(DATA RECORDS)

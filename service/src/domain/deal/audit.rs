//! [`Audit`] definitions.

use std::str::FromStr;

#[cfg(doc)]
use common::DateTime;
use common::{unit, DateTimeOf};
use derive_more::{AsRef, Display, From, Into};
#[cfg(feature = "postgres")]
use postgres_types::{FromSql, ToSql};
use serde::{Deserialize, Serialize};
use uuid::Uuid;

use crate::domain::{deal, user};
#[cfg(doc)]
use crate::domain::{Deal, User};

/// Immutable record of an action taken against a [`Deal`].
///
/// Entries are append-only: nothing ever updates or deletes them, except the
/// administrative cascade removing the whole [`Deal`].
#[derive(Clone, Debug)]
pub struct Audit {
    /// ID of this [`Audit`] entry.
    pub id: Id,

    /// ID of the [`Deal`] this entry describes.
    pub deal_id: deal::Id,

    /// ID of the [`User`] who performed the action.
    ///
    /// [`None`] for system-triggered actions.
    pub actor_id: Option<user::Id>,

    /// [`Action`] tag of this entry.
    pub action: Action,

    /// Free-form [`Meta`] describing the action details.
    pub meta: Meta,

    /// [`DateTime`] when this entry was recorded.
    pub created_at: CreationDateTime,
}

/// ID of an [`Audit`] entry.
#[derive(
    Clone,
    Copy,
    Debug,
    Default,
    Deserialize,
    Display,
    Eq,
    From,
    derive_more::FromStr,
    Hash,
    Into,
    PartialEq,
    Serialize,
)]
#[cfg_attr(feature = "postgres", derive(ToSql, FromSql), postgres(transparent))]
pub struct Id(Uuid);

impl Id {
    /// Creates a new random [`Id`].
    #[must_use]
    pub fn new() -> Self {
        Self(Uuid::new_v4())
    }
}

/// Tag of an action recorded in an [`Audit`] entry.
///
/// Free-form by design, with well-known values provided as constructors.
#[derive(AsRef, Clone, Debug, Display, Eq, PartialEq)]
#[as_ref(str, String)]
#[cfg_attr(feature = "postgres", derive(FromSql, ToSql), postgres(transparent))]
pub struct Action(String);

impl Action {
    /// A [`Deal`] was created by a reservation.
    #[must_use]
    pub fn deal_created() -> Self {
        Self("deal_created".into())
    }

    /// The tenant chose the rental period.
    #[must_use]
    pub fn dates_set() -> Self {
        Self("dates_set".into())
    }

    /// The rental period was confirmed.
    #[must_use]
    pub fn dates_confirmed() -> Self {
        Self("dates_confirmed".into())
    }

    /// An administrator changed the [`Deal`] status.
    #[must_use]
    pub fn status_change() -> Self {
        Self("status_change".into())
    }

    /// An administrator canceled the [`Deal`].
    #[must_use]
    pub fn deal_canceled() -> Self {
        Self("deal_canceled".into())
    }

    /// A party uploaded a [`deal::Document`].
    #[must_use]
    pub fn doc_upload() -> Self {
        Self("doc_upload".into())
    }

    /// An administrator reviewed a [`deal::Document`].
    #[must_use]
    pub fn doc_review() -> Self {
        Self("doc_review".into())
    }

    /// An unsigned [`deal::Contract`] was generated and attached.
    #[must_use]
    pub fn contract_attached() -> Self {
        Self("contract_attached".into())
    }

    /// An unsigned [`deal::Contract`] was attached automatically on a status
    /// transition.
    #[must_use]
    pub fn contract_attached_auto() -> Self {
        Self("contract_attached_auto".into())
    }

    /// A party uploaded a signed [`deal::Contract`] copy.
    #[must_use]
    pub fn contract_signed_upload() -> Self {
        Self("contract_signed_upload".into())
    }

    /// Creates a new [`Action`] if the given `action` is valid.
    #[must_use]
    pub fn new(action: impl Into<String>) -> Option<Self> {
        let action = action.into();
        Self::check(&action).then_some(Self(action))
    }

    /// Checks whether the given `action` is a valid [`Action`].
    fn check(action: impl AsRef<str>) -> bool {
        let action = action.as_ref();
        !action.is_empty() && action.len() <= 64
    }
}

impl FromStr for Action {
    type Err = &'static str;

    fn from_str(s: &str) -> Result<Self, Self::Err> {
        Self::new(s).ok_or("invalid `Action`")
    }
}

/// Free-form details of an [`Audit`] entry.
#[derive(AsRef, Clone, Debug, Default, Display, Eq, From, Into, PartialEq)]
#[as_ref(str, String)]
#[cfg_attr(feature = "postgres", derive(FromSql, ToSql), postgres(transparent))]
pub struct Meta(String);

impl Meta {
    /// Creates a new [`Meta`] with the provided details.
    #[must_use]
    pub fn new(meta: impl Into<String>) -> Self {
        Self(meta.into())
    }
}

/// [`DateTime`] when an [`Audit`] entry was recorded.
pub type CreationDateTime = DateTimeOf<(Audit, unit::Creation)>;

(End DATA RECORDS)

Write out each line exactly, as it is shown above.

filename service/src/domain/deal/audit.rs
//! [`Audit`] definitions.

use std::str::FromStr;

#[cfg(doc)]
use common::DateTime;
use common::{unit, DateTimeOf};
use derive_more::{AsRef, Display, From, Into};
#[cfg(feature = "postgres")]
use postgres_types::{FromSql, ToSql};
use serde::{Deserialize, Serialize};
use uuid::Uuid;

use crate::domain::{deal, user};
#[cfg(doc)]
use crate::domain::{Deal, User};

/// Immutable record of an action taken against a [`Deal`].
///
/// Entries are append-only: nothing ever updates or deletes them, except the
/// administrative cascade removing the whole [`Deal`].
#[derive(Clone, Debug)]
pub struct Audit {
    /// ID of this [`Audit`] entry.
    pub id: Id,

    /// ID of the [`Deal`] this entry describes.
    pub deal_id: deal::Id,

    /// ID of the [`User`] who performed the action.
    ///
    /// [`None`] for system-triggered actions.
    pub actor_id: Option<user::Id>,

    /// [`Action`] tag of this entry.
    pub action: Action,

    /// Free-form [`Meta`] describing the action details.
    pub meta: Meta,

    /// [`DateTime`] when this entry was recorded.
    pub created_at: CreationDateTime,
}

/// ID of an [`Audit`] entry.
#[derive(
    Clone,
    Copy,
    Debug,
    Default,
    Deserialize,
    Display,
    Eq,
    From,
    derive_more::FromStr,
    Hash,
    Into,
    PartialEq,
    Serialize,
)]
#[cfg_attr(feature = "postgres", derive(ToSql, FromSql), postgres(transparent))]
pub struct Id(Uuid);

impl Id {
    /// Creates a new random [`Id`].
    #[must_use]
    pub fn new() -> Self {
        Self(Uuid::new_v4())
    }
}

/// Tag of an action recorded in an [`Audit`] entry.
///
/// Free-form by design, with well-known values provided as constructors.
#[derive(AsRef, Clone, Debug, Display, Eq, PartialEq)]
#[as_ref(str, String)]
#[cfg_attr(feature = "postgres", derive(FromSql, ToSql), postgres(transparent))]
pub struct Action(String);

impl Action {
    /// A [`Deal`] was created by a reservation.
    #[must_use]
    pub fn deal_created() -> Self {
        Self("deal_created".into())
    }

    /// The tenant chose the rental period.
    #[must_use]
    pub fn dates_set() -> Self {
        Self("dates_set".into())
    }

    /// The rental period was confirmed.
    #[must_use]
    pub fn dates_confirmed() -> Self {
        Self("dates_confirmed".into())
    }

    /// An administrator changed the [`Deal`] status.
    #[must_use]
    pub fn status_change() -> Self {
        Self("status_change".into())
    }

    /// An administrator canceled the [`Deal`].
    #[must_use]
    pub fn deal_canceled() -> Self {
        Self("deal_canceled".into())
    }

    /// A party uploaded a [`deal::Document`].
    #[must_use]
    pub fn doc_upload() -> Self {
        Self("doc_upload".into())
    }

    /// An administrator reviewed a [`deal::Document`].
    #[must_use]
    pub fn doc_review() -> Self {
        Self("doc_review".into())
    }

    /// An unsigned [`deal::Contract`] was generated and attached.
    #[must_use]
    pub fn contract_attached() -> Self {
        Self("contract_attached".into())
    }

    /// An unsigned [`deal::Contract`] was attached automatically on a status
    /// transition.
    #[must_use]
    pub fn contract_attached_auto() -> Self {
        Self("contract_attached_auto".into())
    }

    /// A party uploaded a signed [`deal::Contract`] copy.
    #[must_use]
    pub fn contract_signed_upload() -> Self {
        Self("contract_signed_upload".into())
    }

    /// Creates a new [`Action`] if the given `action` is valid.
    #[must_use]
    pub fn new(action: impl Into<String>) -> Option<Self> {
        let action = action.into();
        Self::check(&action).then_some(Self(action))
    }

    /// Checks whether the given `action` is a valid [`Action`].
    fn check(action: impl AsRef<str>) -> bool {
        let action = action.as_ref();
        !action.is_empty() && action.len() <= 64
    }
}

impl FromStr for Action {
    type Err = &'static str;

    fn from_str(s: &str) -> Result<Self, Self::Err> {
        Self::new(s).ok_or("invalid `Action`")
    }
}

/// Free-form details of an [`Audit`] entry.
#[derive(AsRef, Clone, Debug, Default, Display, Eq, From, Into, PartialEq)]
#[as_ref(str, String)]
#[cfg_attr(feature = "postgres", derive(FromSql, ToSql), postgres(transparent))]
pub struct Meta(String);

impl Meta {
    /// Creates a new [`Meta`] with the provided details.
    #[must_use]
    pub fn new(meta: impl Into<String>) -> Self {
        Self(meta.into())
    }
}

/// [`DateTime`] when an [`Audit`] entry was recorded.
pub type CreationDateTime = DateTimeOf<(Audit, unit::Creation)>;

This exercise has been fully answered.